El viernes pasado me fuí de excursión al interior. Vivo al lado del mar y aunque aquí los bosques llegan prácticamente al borde del agua, el otoño no se vé como se ve en el interior.
Espectacular el colorido, todas las posibilidades del amarillo, del naranja, de los rojos y también del verde, resistiéndose a cambiar.
Me vino a la cabeza que vivo en el pais de Playmobil. Todo orden, todo cuido. Como las granjas que construíamos mis hijos y yo -bueno, mas yo- con sus graneros rojos, la casa blanca con cortinitas de encaje en cada ventana, con velas encendidas en cuanto cae la tarde, las cercas perfectas. Todas las pacas de hierba ordenaditas, empacadas en los plásticos blancos como mashmellows gigantes, sobre las colinas perfectas, segaditas. La naturaleza tan amenazante con esas montañas imponentes y esos valles tan profundos, total y absolutamente domesticada. Los aperos de labranza como nuevos -¿no se oxidarán aquí los tractores?-, las vacas limpias, las ovejas bien peinadas apurando a toda velocidad los últimos rayos de sol de los últimos dias antes de entrar al establo.
Vaya contraste con mi pobre pais, Nicaragua, donde reina el reciclaje. Allí las llantas viejas son columpios, los barriles de diesel, lavanderos al aire libre. Allí no se bota nada y se rescata todo lo aparentemente inservible. Allí lo viejo se conserva hasta que termina hecho añicos o harapos...y se colecciona al aire libre porque dentro de las casas con costo hay sitio para la gente.
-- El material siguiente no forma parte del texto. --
/// Build a [`LinkedList`](crate::LinkedList) from literal values, in order.
///
/// ```
/// use forward_list::forward_list;
///
/// let list = forward_list![1, 2, 3];
/// assert_eq!(list.iter().copied().collect::<Vec<_>>(), vec![1, 2, 3]);
///
/// let zeros = forward_list![0u8; 4];
/// assert_eq!(zeros.len(), 4);
/// ```
#[macro_export]
macro_rules! forward_list {
    () => {
        $crate::LinkedList::new()
    };
    ($value:expr; $count:expr) => {
        ::core::iter::repeat($value)
            .take($count)
            .collect::<$crate::LinkedList<_>>()
    };
    ($($value:expr),+ $(,)?) => {
        $crate::LinkedList::from([$($value),+])
    };
}

#[cfg(test)]
mod tests {
    use crate::LinkedList;

    #[test]
    fn literal_forms() {
        let empty: LinkedList<i32> = forward_list![];
        assert!(empty.is_empty());

        let list = forward_list!["a", "b", "c",];
        assert_eq!(list.len(), 3);
        assert_eq!(list.front(), Some(&"a"));

        let repeated = forward_list![String::from("x"); 3];
        assert!(repeated.iter().all(|s| s == "x"));
        assert_eq!(repeated.len(), 3);
    }
}
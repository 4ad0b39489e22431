// Copyright 2025 Neuraville Inc.
// SPDX-License-Identifier: Apache-2.0

//! Error types for the fusion engine
//!
//! Per-frame kernels treat contract violations as panics. These errors only cover
//! the recoverable edges: engine construction, colour scheme loading and image export.

/// Result type alias using FusionError
pub type Result<T> = std::result::Result<T, FusionError>;

/// Error types for the fusion engine
#[derive(Debug, thiserror::Error)]
pub enum FusionError {
    /// Engine configuration rejected at construction
    #[error("Invalid configuration: {0}")]
    InvalidConfig(String),

    /// Malformed colour scheme file
    #[error("Colour scheme line {line}: {reason}")]
    ColourScheme { line: usize, reason: String },

    /// File system error
    #[error("I/O error: {0}")]
    Io(#[from] std::io::Error),

    /// Label image encoding or writing failed
    #[error("Image export failed: {0}")]
    ImageExport(#[from] image::ImageError),
}
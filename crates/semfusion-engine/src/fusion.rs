// Copyright 2025 Neuraville Inc.
// SPDX-License-Identifier: Apache-2.0

//! # Raster Fusion Unit
//!
//! Folds one classifier frame into the probability table.
//!
//! ## Phases
//! 1. **Group**: counting sort of identity pixels by element id (CSR offsets), so
//!    every observation of an element lands in one contiguous run
//! 2. **Fuse**: parallel over table rows; each row applies its observations in
//!    pixel order (multiply, sum, renormalise) then refreshes its summary
//! 3. **Collect**: touched elements and their new classes, for push-back
//!
//! Grouping gives each row a single owner, so no atomics or locks are needed.

use ndarray::parallel::prelude::*;
use ndarray::{s, Axis};
use tracing::{debug, trace};

use crate::raster::{ClassProbabilityRaster, IdentityRaster};
use crate::table::{summarize, ProbabilityTable};
use crate::types::{ElementId, FUSION_EPSILON};

/// Outcome of one fusion pass
#[derive(Debug, Clone, Default, PartialEq)]
pub struct FusionReport {
    /// Identity pixels carrying a live element id
    pub observations: usize,
    /// Elements whose row received at least one observation
    pub elements_updated: usize,
    /// Observations discarded because the product mass collapsed
    pub collapsed: usize,
    /// Touched elements with their new class (`NO_CLASS` below threshold)
    pub confident_classes: Vec<(ElementId, i32)>,
}

/// Observations grouped by element: `pixels[offsets[id]..offsets[id + 1]]`
struct ObservationGroups {
    offsets: Vec<usize>,
    /// Classifier pixel (row-major index) per observation
    pixels: Vec<u32>,
}

impl ObservationGroups {
    fn build(
        identity: &IdentityRaster,
        width: usize,
        x_map: &[usize],
        y_map: &[usize],
        prob_width: usize,
    ) -> Self {
        let ids = identity.view();

        let mut counts = vec![0usize; width + 1];
        for &id in ids.iter() {
            if ElementId(id).is_valid_for(width) {
                counts[id as usize + 1] += 1;
            }
        }

        // Prefix sums into offsets
        for i in 1..counts.len() {
            counts[i] += counts[i - 1];
        }
        let offsets = counts;
        let total = offsets[width];

        let mut cursor = offsets.clone();
        let mut pixels = vec![0u32; total];
        for ((y, x), &id) in ids.indexed_iter() {
            if ElementId(id).is_valid_for(width) {
                let slot = &mut cursor[id as usize];
                pixels[*slot] = (y_map[y] * prob_width + x_map[x]) as u32;
                *slot += 1;
            }
        }

        Self { offsets, pixels }
    }

    #[inline]
    fn observations_of(&self, row: usize) -> &[u32] {
        &self.pixels[self.offsets[row]..self.offsets[row + 1]]
    }

    fn total(&self) -> usize {
        self.pixels.len()
    }
}

/// Nearest-lower classifier coordinate for every identity coordinate
fn coordinate_map(identity_extent: usize, classifier_extent: usize) -> Vec<usize> {
    (0..identity_extent)
        .map(|i| i * classifier_extent / identity_extent)
        .collect()
}

/// Fuse one classifier frame into the table
///
/// # Panics
/// If the classifier channel count differs from the table's class count, or the
/// classifier raster is larger than the identity raster.
pub fn fuse_raster(
    table: &mut ProbabilityTable,
    identity: &IdentityRaster,
    classifier: &ClassProbabilityRaster,
) -> FusionReport {
    let num_classes = table.num_classes();
    assert_eq!(
        classifier.channels(),
        num_classes,
        "classifier produced {} channels, table has {} classes",
        classifier.channels(),
        num_classes
    );
    assert!(
        classifier.width() <= identity.width() && classifier.height() <= identity.height(),
        "classifier raster {}x{} larger than identity raster {}x{}",
        classifier.width(),
        classifier.height(),
        identity.width(),
        identity.height()
    );

    let width = table.current_size();
    let threshold = table.colour_threshold();
    let prob_width = classifier.width();

    let x_map = coordinate_map(identity.width(), classifier.width());
    let y_map = coordinate_map(identity.height(), classifier.height());
    let groups = ObservationGroups::build(identity, width, &x_map, &y_map, prob_width);

    let evidence = classifier.view();

    let (mut probabilities, summary) = table.active_mut();
    let collapsed: usize = probabilities
        .slice_mut(s![.., ..width])
        .axis_iter_mut(Axis(1))
        .into_par_iter()
        .zip(summary[..width].par_iter_mut())
        .enumerate()
        .map_init(
            || vec![0.0f32; num_classes],
            |scratch, (row, (mut column, row_summary))| {
                let observations = groups.observations_of(row);
                if observations.is_empty() {
                    return 0;
                }

                let mut collapsed = 0;
                for &pixel in observations {
                    let pixel = pixel as usize;
                    let observed = evidence.slice(s![.., pixel / prob_width, pixel % prob_width]);
                    let mut sum = 0.0f32;
                    for ((out, &prior), &p) in
                        scratch.iter_mut().zip(column.iter()).zip(observed.iter())
                    {
                        *out = prior * p;
                        sum += *out;
                    }
                    if sum > FUSION_EPSILON {
                        for (cell, &value) in column.iter_mut().zip(scratch.iter()) {
                            *cell = value / sum;
                        }
                    } else {
                        collapsed += 1;
                    }
                }

                *row_summary = summarize(column.view(), threshold);
                collapsed
            },
        )
        .sum();

    let confident_classes: Vec<(ElementId, i32)> = (1..width)
        .filter(|&row| !groups.observations_of(row).is_empty())
        .map(|row| (ElementId(row as u32), summary[row].class))
        .collect();

    let report = FusionReport {
        observations: groups.total(),
        elements_updated: confident_classes.len(),
        collapsed,
        confident_classes,
    };

    if report.collapsed > 0 {
        trace!(
            "[FUSION] {} observations collapsed to zero mass and were skipped",
            report.collapsed
        );
    }
    debug!(
        "[FUSION] {} observations fused into {} elements",
        report.observations, report.elements_updated
    );
    report
}

#[cfg(test)]
mod tests {
    use super::*;
    use crate::synchronizer::reconcile;
    use crate::types::NO_CLASS;

    fn table_with_width(num_classes: usize, width: usize, threshold: f32) -> ProbabilityTable {
        let mut table = ProbabilityTable::new(num_classes, 32, threshold);
        reconcile(&mut table, &[], width);
        table
    }

    #[test]
    fn test_coordinate_map_integer_scale() {
        assert_eq!(coordinate_map(4, 2), vec![0, 0, 1, 1]);
        assert_eq!(coordinate_map(3, 3), vec![0, 1, 2]);
        assert_eq!(coordinate_map(640, 224)[639], 223);
    }

    #[test]
    fn test_single_observation() {
        let mut table = table_with_width(3, 4, 0.0);
        let identity = IdentityRaster::from_vec(1, 1, vec![2]);
        let mut classifier = ClassProbabilityRaster::zeros(3, 1, 1);
        classifier.set_pixel(0, 0, &[0.9, 0.05, 0.05]);

        let report = fuse_raster(&mut table, &identity, &classifier);

        assert_eq!(report.observations, 1);
        assert_eq!(report.confident_classes, vec![(ElementId(2), 0)]);
        let row = table.row(ElementId(2));
        assert!((row[0] - 0.9).abs() < 1e-6);
        assert!((row[1] - 0.05).abs() < 1e-6);
        assert!((table.summary_of(ElementId(2)).probability - 0.9).abs() < 1e-6);
        // Untouched rows stay uniform
        assert_eq!(table.row(ElementId(1)).to_vec(), vec![1.0 / 3.0; 3]);
    }

    #[test]
    fn test_patch_under_one_classifier_pixel_applies_each_observation() {
        let mut table = table_with_width(2, 6, 0.0);
        let mut identity = IdentityRaster::new(4, 4);
        identity.fill_rect(0, 0, 2, 2, ElementId(5));
        let mut classifier = ClassProbabilityRaster::uniform(2, 2, 2);
        classifier.set_pixel(0, 0, &[0.8, 0.2]);

        let report = fuse_raster(&mut table, &identity, &classifier);

        assert_eq!(report.observations, 4);
        assert_eq!(report.elements_updated, 1);
        // 0.8^4 / (0.8^4 + 0.2^4)
        let expected = 0.4096 / (0.4096 + 0.0016);
        assert!((table.row(ElementId(5))[0] - expected).abs() < 1e-5);
    }

    #[test]
    fn test_sentinel_and_out_of_range_ids_ignored() {
        let mut table = table_with_width(2, 3, 0.0);
        let identity = IdentityRaster::from_vec(3, 1, vec![0, 3, 99]);
        let classifier = ClassProbabilityRaster::uniform(2, 3, 1);

        let report = fuse_raster(&mut table, &identity, &classifier);

        assert_eq!(report.observations, 0);
        assert!(report.confident_classes.is_empty());
        assert_eq!(table.summary_of(ElementId(0)), crate::types::ClassSummary::UNOBSERVED);
    }

    #[test]
    fn test_threshold_marks_unconfident() {
        let mut table = table_with_width(2, 3, 0.7);
        let identity = IdentityRaster::from_vec(2, 1, vec![1, 2]);
        let mut classifier = ClassProbabilityRaster::zeros(2, 2, 1);
        classifier.set_pixel(0, 0, &[0.6, 0.4]);
        classifier.set_pixel(1, 0, &[0.7, 0.3]);

        let report = fuse_raster(&mut table, &identity, &classifier);

        assert_eq!(report.confident_classes[0], (ElementId(1), NO_CLASS));
        let summary = table.summary_of(ElementId(1));
        assert_eq!(summary.class, NO_CLASS);
        assert!((summary.probability - 0.6).abs() < 1e-6);
        // 0.35 / 0.5 lands on the threshold within float error
        assert!((table.summary_of(ElementId(2)).probability - 0.7).abs() < 1e-6);
    }

    #[test]
    fn test_zero_mass_observation_keeps_prior() {
        let mut table = table_with_width(2, 2, 0.0);
        table.update_row(ElementId(1), &[1.0, 0.0]);
        let identity = IdentityRaster::from_vec(1, 1, vec![1]);
        let mut classifier = ClassProbabilityRaster::zeros(2, 1, 1);
        classifier.set_pixel(0, 0, &[0.0, 1.0]);

        let report = fuse_raster(&mut table, &identity, &classifier);

        assert_eq!(report.collapsed, 1);
        assert_eq!(table.row(ElementId(1)).to_vec(), vec![1.0, 0.0]);
    }

    #[test]
    #[should_panic(expected = "channels")]
    fn test_channel_mismatch_panics() {
        let mut table = table_with_width(3, 2, 0.0);
        let identity = IdentityRaster::new(2, 2);
        let classifier = ClassProbabilityRaster::uniform(4, 2, 2);
        fuse_raster(&mut table, &identity, &classifier);
    }
}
Las fincas allí son caóticas, los caballos y las vacas se saltan las cercas florecidas, las casas son de colorines y los muebles de jardín son piedras y troncos, hamacas y ramas de malinche cuyas vainas le explotan a una en la cabeza. La naturaleza aparentemente benévola -el calorcito, el sol constante, los cielos limpios- es en realidad irredenta, sólo se están echando la siesta, esperando el momento de desencadenar su furia en el próximo aguacero, el próximo huracán o el siguiente terremoto.
Esa imágen del trópico lustroso, caliente y brillante me viene a la cabeza mientras voy por estos paisajes brumosos, indudablemente imponentes, pero silenciosos, sin amenaza. Calladitos como la gente que los habita. Los noruegos son parcos en palabras. Hablan con un propósito y son los artistas del silencio. Un silencio respetuoso, honrado, sin dobleces. Puede que distante, frio y desinteresado, pero ¿quién soy yo para imaginarme lo que pasa por las cabezas rubias de los habitantes de este pais tan bien amueblado?